------ Material shown
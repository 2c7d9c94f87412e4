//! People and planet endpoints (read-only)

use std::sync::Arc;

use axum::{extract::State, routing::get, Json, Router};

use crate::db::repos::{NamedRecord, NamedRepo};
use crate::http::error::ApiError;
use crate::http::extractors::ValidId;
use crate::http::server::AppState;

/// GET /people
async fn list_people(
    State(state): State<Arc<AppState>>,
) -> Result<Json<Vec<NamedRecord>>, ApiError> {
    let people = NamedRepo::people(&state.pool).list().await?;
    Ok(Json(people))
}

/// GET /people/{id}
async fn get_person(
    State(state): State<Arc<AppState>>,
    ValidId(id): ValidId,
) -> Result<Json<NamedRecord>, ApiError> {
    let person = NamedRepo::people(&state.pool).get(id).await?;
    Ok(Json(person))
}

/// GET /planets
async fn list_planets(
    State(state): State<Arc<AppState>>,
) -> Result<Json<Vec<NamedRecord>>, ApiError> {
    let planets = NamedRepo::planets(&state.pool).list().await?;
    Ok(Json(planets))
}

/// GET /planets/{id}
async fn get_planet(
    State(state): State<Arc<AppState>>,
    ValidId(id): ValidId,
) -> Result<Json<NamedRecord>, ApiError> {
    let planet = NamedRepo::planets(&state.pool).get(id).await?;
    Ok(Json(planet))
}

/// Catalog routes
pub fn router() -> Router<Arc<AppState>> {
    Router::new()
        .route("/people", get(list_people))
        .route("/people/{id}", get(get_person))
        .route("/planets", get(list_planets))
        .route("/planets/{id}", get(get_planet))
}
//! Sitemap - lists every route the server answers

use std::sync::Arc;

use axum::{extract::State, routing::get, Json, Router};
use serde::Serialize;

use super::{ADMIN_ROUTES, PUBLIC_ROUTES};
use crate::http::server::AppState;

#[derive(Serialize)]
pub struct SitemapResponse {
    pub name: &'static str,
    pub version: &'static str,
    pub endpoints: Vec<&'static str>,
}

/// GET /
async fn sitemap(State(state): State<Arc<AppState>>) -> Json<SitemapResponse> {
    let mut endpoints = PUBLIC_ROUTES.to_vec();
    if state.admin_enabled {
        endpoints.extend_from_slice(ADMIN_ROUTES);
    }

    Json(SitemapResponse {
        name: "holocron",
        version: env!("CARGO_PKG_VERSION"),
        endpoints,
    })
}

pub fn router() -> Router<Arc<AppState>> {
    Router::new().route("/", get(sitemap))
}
------------
▶ [Problem to solve] Return every record, leaving each line exactly as it was given.

▶ [Reply]
repository 2c7d9c94f87412e4
//! People and planet endpoints (read-only)

use std::sync::Arc;

use axum::{extract::State, routing::get, Json, Router};

use crate::db::repos::{NamedRecord, NamedRepo};
use crate::http::error::ApiError;
use crate::http::extractors::ValidId;
use crate::http::server::AppState;

/// GET /people
async fn list_people(
    State(state): State<Arc<AppState>>,
) -> Result<Json<Vec<NamedRecord>>, ApiError> {
    let people = NamedRepo::people(&state.pool).list().await?;
    Ok(Json(people))
}

/// GET /people/{id}
async fn get_person(
    State(state): State<Arc<AppState>>,
    ValidId(id): ValidId,
) -> Result<Json<NamedRecord>, ApiError> {
    let person = NamedRepo::people(&state.pool).get(id).await?;
    Ok(Json(person))
}

/// GET /planets
async fn list_planets(
    State(state): State<Arc<AppState>>,
) -> Result<Json<Vec<NamedRecord>>, ApiError> {
    let planets = NamedRepo::planets(&state.pool).list().await?;
    Ok(Json(planets))
}

/// GET /planets/{id}
async fn get_planet(
    State(state): State<Arc<AppState>>,
    ValidId(id): ValidId,
) -> Result<Json<NamedRecord>, ApiError> {
    let planet = NamedRepo::planets(&state.pool).get(id).await?;
    Ok(Json(planet))
}

/// Catalog routes
pub fn router() -> Router<Arc<AppState>> {
    Router::new()
        .route("/people", get(list_people))
        .route("/people/{id}", get(get_person))
        .route("/planets", get(list_planets))
        .route("/planets/{id}", get(get_planet))
}
//! Sitemap - lists every route the server answers

use std::sync::Arc;

use axum::{extract::State, routing::get, Json, Router};
use serde::Serialize;

use super::{ADMIN_ROUTES, PUBLIC_ROUTES};
use crate::http::server::AppState;

#[derive(Serialize)]
pub struct SitemapResponse {
    pub name: &'static str,
    pub version: &'static str,
    pub endpoints: Vec<&'static str>,
}

/// GET /
async fn sitemap(State(state): State<Arc<AppState>>) -> Json<SitemapResponse> {
    let mut endpoints = PUBLIC_ROUTES.to_vec();
    if state.admin_enabled {
        endpoints.extend_from_slice(ADMIN_ROUTES);
    }

    Json(SitemapResponse {
        name: "holocron",
        version: env!("CARGO_PKG_VERSION"),
        endpoints,
    })
}

pub fn router() -> Router<Arc<AppState>> {
    Router::new().route("/", get(sitemap))
}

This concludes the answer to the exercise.